Monday, April 04, 2016
Here Paul Craig Roberts is again focusing on the fake U.S. job results. So as a preamble, I am including below "The ShadowStats Alternate Unemployment Rate for March 2016 is 22.9%" ...as permited by ShadowStats.com at http://www.shadowstats.com/alternate_data/unemployment-charts. Note that all officially discouraged workers "were defined out of official existence in 1994". So adding those "out of official existance" to the "U-6 unemployment" rate now proves that about 23% of all Americans are out of work or working only part time. Nevertheless, the Fed and the Stock Markets(!) are running on the (incorrect) assumption that about 95% of all Americans are employed and thus boosting the economy by consuming. What do you think will happen when they find out the truth?
Jobs Report Blues — Paul Craig Roberts
April 2, 2016 | Original Here | Use original and sign up at the bottom if you wish to receive his newsletter via email
Jobs Report Blues
Paul Craig Roberts
On Friday the Bureau of Labor Statistics reported that there were 215,000 new jobs in March.
John Williams of ShadowStats.com reports that these “new jobs” result from the the Birth-Death model that “artificially inflates headline month-to-month payroll gains with add-factors that currently average well in excess of 200,000 jobs per month.”

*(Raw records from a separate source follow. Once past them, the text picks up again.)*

//! Error types for web handlers.
//!
//! [`AppError`] turns store and validation failures into JSON error
//! responses:
//!
//! | Failure | Status |
//! |---|---|
//! | `ValidationError` | 422 |
//! | `StoreError::Unauthorized` | 401 |
//! | `StoreError::NotFound` | 404 |
//! | `StoreError::Rejected` with a 4xx status | 400 |
//! | any other `StoreError` | 502 |

use axum::{
    Json,
    http::StatusCode,
    response::{IntoResponse, Response},
};
use helpdesk_core::{StoreError, ValidationError};
use serde::Serialize;
use std::fmt;

/// Application error type for web handlers.
///
/// # Examples
///
/// ```ignore
/// async fn handler(State(state): State<AppState>) -> Result<Json<Vec<User>>, AppError> {
///     let users = state.store.list_users(&session).await?;
///     Ok(Json(users))
/// }
/// ```
#[derive(Debug)]
pub struct AppError {
    /// HTTP status code
    status: StatusCode,
    /// Error message (user-facing)
    message: String,
    /// Error code (for client error handling)
    code: &'static str,
    /// Internal error (for logging, not exposed to client)
    source: Option<anyhow::Error>,
}

impl AppError {
    /// Create a new application error.
    #[must_use]
    pub const fn new(status: StatusCode, message: String, code: &'static str) -> Self {
        Self {
            status,
            message,
            code,
            source: None,
        }
    }

    /// Attach the underlying error for logging.
    #[must_use]
    pub fn with_source(mut self, source: impl Into<anyhow::Error>) -> Self {
        self.source = Some(source.into());
        self
    }

    /// HTTP status this error renders as
    #[must_use]
    pub const fn status(&self) -> StatusCode {
        self.status
    }

    /// Machine-readable error code
    #[must_use]
    pub const fn code(&self) -> &'static str {
        self.code
    }

    /// Create a 400 Bad Request error.
    #[must_use]
    pub fn bad_request(message: impl Into<String>) -> Self {
        Self::new(StatusCode::BAD_REQUEST, message.into(), "BAD_REQUEST")
    }

    /// Create a 401 Unauthorized error.
    #[must_use]
    pub fn unauthorized(message: impl Into<String>) -> Self {
        Self::new(StatusCode::UNAUTHORIZED, message.into(), "UNAUTHORIZED")
    }

    /// Create a 403 Forbidden error.
    #[must_use]
    pub fn forbidden(message: impl Into<String>) -> Self {
        Self::new(StatusCode::FORBIDDEN, message.into(), "FORBIDDEN")
    }

    /// Create a 404 Not Found error.
    #[must_use]
    pub fn not_found(resource: impl fmt::Display, id: impl fmt::Display) -> Self {
        Self::new(
            StatusCode::NOT_FOUND,
            format!("{resource} with id {id} not found"),
            "NOT_FOUND",
        )
    }

    /// Create a 422 Unprocessable Entity error.
    #[must_use]
    pub fn validation(message: impl Into<String>) -> Self {
        Self::new(
            StatusCode::UNPROCESSABLE_ENTITY,
            message.into(),
            "VALIDATION_ERROR",
        )
    }

    /// Create a 502 Bad Gateway error for remote store failures.
    #[must_use]
    pub fn bad_gateway(message: impl Into<String>) -> Self {
        Self::new(StatusCode::BAD_GATEWAY, message.into(), "REMOTE_STORE_ERROR")
    }

    /// Create a 500 Internal Server Error.
    #[must_use]
    pub fn internal(message: impl Into<String>) -> Self {
        Self::new(
            StatusCode::INTERNAL_SERVER_ERROR,
            message.into(),
            "INTERNAL_SERVER_ERROR",
        )
    }
}

impl fmt::Display for AppError {
    fn fmt(&self, f: &mut fmt::Formatter<'_>) -> fmt::Result {
        write!(f, "[{}] {}", self.code, self.message)
    }
}

impl std::error::Error for AppError {
    fn source(&self) -> Option<&(dyn std::error::Error + 'static)> {
        self.source
            .as_ref()
            .map(|e| e.as_ref() as &(dyn std::error::Error + 'static))
    }
}

/// Error response body (JSON).
#[derive(Debug, Serialize)]
struct ErrorResponse {
    code: &'static str,
    message: String,
}

impl IntoResponse for AppError {
    fn into_response(self) -> Response {
        if self.status.is_server_error() {
            match &self.source {
                Some(source) => tracing::error!(
                    status = %self.status,
                    code = self.code,
                    message = %self.message,
                    error = %source,
                    "Request failed"
                ),
                None => tracing::error!(
                    status = %self.status,
                    code = self.code,
                    message = %self.message,
                    "Request failed"
                ),
            }
        }

        let body = ErrorResponse {
            code: self.code,
            message: self.message,
        };

        (self.status, Json(body)).into_response()
    }
}

impl From<ValidationError> for AppError {
    fn from(err: ValidationError) -> Self {
        Self::validation(err.to_string())
    }
}

impl From<StoreError> for AppError {
    fn from(err: StoreError) -> Self {
        let app_error = match &err {
            StoreError::Unauthorized => Self::unauthorized("Session is missing or expired"),
            StoreError::NotFound { entity, id } => Self::not_found(entity, id),
            StoreError::Rejected { status, message } if (400..500).contains(status) => {
                Self::bad_request(message.clone())
            },
            // Remote details stay in the logs
            _ => Self::bad_gateway("The ticket store could not complete the request"),
        };
        app_error.with_source(err)
    }
}

/// Convert `anyhow::Error` to `AppError`.
impl From<anyhow::Error> for AppError {
    fn from(err: anyhow::Error) -> Self {
        Self::internal("An internal error occurred").with_source(err)
    }
}

#[cfg(test)]
mod tests {
    use super::*;

    #[test]
    fn test_error_display() {
        let err = AppError::bad_request("Invalid input");
        assert_eq!(err.to_string(), "[BAD_REQUEST] Invalid input");
    }

    #[test]
    fn test_validation_error_is_422() {
        let err = AppError::from(ValidationError::MissingField("title"));
        assert_eq!(err.status(), StatusCode::UNPROCESSABLE_ENTITY);
        assert_eq!(err.code(), "VALIDATION_ERROR");
        assert_eq!(err.to_string(), "[VALIDATION_ERROR] title is required");
    }

    #[test]
    fn test_store_error_mapping() {
        let cases = [
            (StoreError::Unauthorized, StatusCode::UNAUTHORIZED),
            (StoreError::not_found("ticket", "42"), StatusCode::NOT_FOUND),
            (
                StoreError::Rejected {
                    status: 409,
                    message: "duplicate".to_string(),
                },
                StatusCode::BAD_REQUEST,
            ),
            (
                StoreError::Rejected {
                    status: 503,
                    message: "down".to_string(),
                },
                StatusCode::BAD_GATEWAY,
            ),
            (
                StoreError::Transport("refused".to_string()),
                StatusCode::BAD_GATEWAY,
            ),
            (StoreError::Decode("eof".to_string()), StatusCode::BAD_GATEWAY),
        ];

        for (error, expected) in cases {
            assert_eq!(AppError::from(error).status(), expected);
        }
    }

    #[test]
    fn test_not_found_message() {
        let err = AppError::from(StoreError::not_found("ticket", "42"));
        assert_eq!(err.to_string(), "[NOT_FOUND] ticket with id 42 not found");
    }
}
//! Canned identity provider

#![allow(clippy::unwrap_used)] // Test infrastructure uses unwrap for simplicity

use async_trait::async_trait;
use helpdesk_core::{IdentityProvider, Principal, Session, StoreError, User};
use std::collections::HashMap;
use std::sync::{Arc, RwLock};

#[derive(Debug, Default)]
struct Accounts {
    passwords: HashMap<String, (String, Principal)>,
    tokens: HashMap<String, Session>,
}

/// Identity provider backed by a fixed set of accounts
///
/// Tokens are deterministic (`token-<user id>`), so tests can build bearer
/// headers without signing in first.
#[derive(Clone, Debug, Default)]
pub struct StaticIdentityProvider {
    accounts: Arc<RwLock<Accounts>>,
}

impl StaticIdentityProvider {
    /// Create a provider with no accounts
    #[must_use]
    pub fn new() -> Self {
        Self::default()
    }

    /// Register `user` with `password` and return the session it signs in to
    pub fn register(&self, user: &User, password: &str) -> Session {
        let session = crate::fixtures::session_for(user);
        let mut accounts = self.accounts.write().unwrap();
        accounts.passwords.insert(
            user.email.clone(),
            (password.to_string(), session.principal.clone()),
        );
        accounts
            .tokens
            .insert(session.access_token.clone(), session.clone());
        session
    }

    /// Builder form of [`Self::register`]
    #[must_use]
    pub fn with_account(self, user: &User, password: &str) -> Self {
        self.register(user, password);
        self
    }

    /// Forget every token issued for `user`
    pub fn revoke(&self, user: &User) {
        self.accounts
            .write()
            .unwrap()
            .tokens
            .retain(|_, session| session.user_id() != user.id);
    }
}

#[async_trait]
impl IdentityProvider for StaticIdentityProvider {
    async fn sign_in(&self, email: &str, password: &str) -> Result<Session, StoreError> {
        let accounts = self.accounts.read().unwrap();
        let (expected, principal) = accounts
            .passwords
            .get(email)
            .ok_or(StoreError::Unauthorized)?;
        if expected != password {
            return Err(StoreError::Unauthorized);
        }
        let token = crate::fixtures::token_for(principal.user_id);
        accounts
            .tokens
            .get(&token)
            .cloned()
            .ok_or(StoreError::Unauthorized)
    }

    async fn resolve(&self, access_token: &str) -> Result<Session, StoreError> {
        self.accounts
            .read()
            .unwrap()
            .tokens
            .get(access_token)
            .cloned()
            .ok_or(StoreError::Unauthorized)
    }
}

In other words, the jobs are the product of a model’s assumption that unreported new start-ups created 200,000 more jobs than unreported business failures lost.
To look at the jobs report in a different way, assume March did bring 215,000 new jobs and ask, “which sectors had jobs gains?” The answer is the same as has been the case since I began years ago reporting on the payroll jobs report:
Retail trade accounts for 47,700 of the jobs.

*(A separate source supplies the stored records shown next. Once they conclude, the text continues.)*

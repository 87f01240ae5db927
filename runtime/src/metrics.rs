//! Prometheus metrics for the helpdesk.
//!
//! Collects what the store runtime and the remote client record:
//! - Actions processed and reducer latency
//! - Effects executed by kind
//! - Remote store requests by table and outcome
//!
//! # Example
//!
//! ```rust,no_run
//! use helpdesk_runtime::metrics::MetricsServer;
//!
//! # fn example() -> Result<(), Box<dyn std::error::Error>> {
//! let mut server = MetricsServer::new("0.0.0.0:9090".parse()?);
//! server.start()?;
//!
//! // Serve `server.render()` from an HTTP endpoint for scraping
//! # Ok(())
//! # }
//! ```

use metrics::{describe_counter, describe_histogram};
use metrics_exporter_prometheus::{Matcher, PrometheusBuilder, PrometheusHandle};
use std::net::SocketAddr;
use thiserror::Error;

/// Errors from metrics operations.
#[derive(Error, Debug)]
pub enum MetricsError {
    /// Failed to build metrics exporter
    #[error("Failed to build metrics exporter: {0}")]
    Build(String),
    /// Failed to install metrics exporter
    #[error("Failed to install metrics exporter: {0}")]
    Install(String),
}

/// Prometheus recorder plus the address its scrape endpoint should bind to.
pub struct MetricsServer {
    addr: SocketAddr,
    handle: Option<PrometheusHandle>,
}

impl MetricsServer {
    /// Create a metrics server for `addr` (e.g. `0.0.0.0:9090`)
    #[must_use]
    pub const fn new(addr: SocketAddr) -> Self {
        Self { addr, handle: None }
    }

    /// Address the scrape endpoint binds to
    #[must_use]
    pub const fn addr(&self) -> SocketAddr {
        self.addr
    }

    /// Describe metrics and install the Prometheus recorder.
    ///
    /// # Errors
    ///
    /// Returns error if the exporter cannot be built or installed.
    ///
    /// # Note
    ///
    /// Only one recorder can be installed per process. A second call logs a
    /// warning and leaves this server without a handle.
    pub fn start(&mut self) -> Result<(), MetricsError> {
        register_metrics();

        let builder = PrometheusBuilder::new()
            .set_buckets_for_metric(
                Matcher::Suffix("duration_seconds".to_string()),
                &[0.0001, 0.0005, 0.001, 0.005, 0.01, 0.05, 0.1, 0.5, 1.0, 5.0],
            )
            .map_err(|e| MetricsError::Build(e.to_string()))?;

        match builder.install_recorder() {
            Ok(handle) => {
                self.handle = Some(handle);
                tracing::info!(addr = %self.addr, "Metrics recorder installed");
                Ok(())
            },
            Err(e) => {
                let message = e.to_string();
                if message.contains("already initialized") {
                    tracing::warn!("Metrics recorder already initialized, skipping re-initialization");
                    Ok(())
                } else {
                    Err(MetricsError::Install(message))
                }
            },
        }
    }

    /// Get the metrics handle for rendering.
    #[must_use]
    pub const fn handle(&self) -> Option<&PrometheusHandle> {
        self.handle.as_ref()
    }

    /// Render current metrics in Prometheus text format.
    ///
    /// Returns `None` if the recorder isn't installed.
    #[must_use]
    pub fn render(&self) -> Option<String> {
        self.handle.as_ref().map(PrometheusHandle::render)
    }
}

fn register_metrics() {
    describe_counter!("store.actions.total", "Actions processed by store reducers");
    describe_histogram!(
        "store.reducer.duration_seconds",
        "Time spent inside reducers per action"
    );
    describe_counter!("store.effects.executed", "Effects executed, by type");
    describe_counter!(
        "store.shutdown.rejected_actions",
        "Actions rejected because the store was shutting down"
    );
    describe_counter!(
        "remote.requests.total",
        "Requests sent to the remote ticket store, by table and outcome"
    );
    describe_histogram!(
        "remote.request.duration_seconds",
        "Round-trip time of remote ticket store requests"
    );
}

#[cfg(test)]
#[allow(clippy::unwrap_used)]
mod tests {
    use super::*;

    #[test]
    fn test_metrics_server_creation() {
        let addr: SocketAddr = "127.0.0.1:9091".parse().unwrap();
        let server = MetricsServer::new(addr);
        assert_eq!(server.addr(), addr);
        assert!(server.handle().is_none());
        assert!(server.render().is_none());
    }

    #[test]
    fn test_metrics_server_start_is_idempotent() {
        let addr: SocketAddr = "127.0.0.1:9092".parse().unwrap();
        let mut first = MetricsServer::new(addr);
        let mut second = MetricsServer::new(addr);

        assert!(first.start().is_ok());
        assert!(second.start().is_ok());
    }
}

Health care and social assistance account for 44,000 of the jobs.
Waitresses and bartenders account for 24,800 of the jobs.
Manufacturing lost 29,000 jobs.
Part-time jobs without benefits comprise a rising percentage of US employment.
In the 21st century the main source of corporate profits has been lower labor costs achieved by offshoring US jobs and by bringing in lower-paid foreigners on work visas. This practice stopped the growth of US real median family income. Federal Reserve policy kept consumer demand alive by expanding consumer credit, which substituted a rise in consumer indebtedness for the missing growth in consumer income. Today the growth of consumer credit is limited by the absence of income growth to service the debt.
In short, corporations maximized short-run profits by ruining their domestic consumer market along with the personal income and sales tax base for government. It is unclear that this extraordinary mistake can be unwound.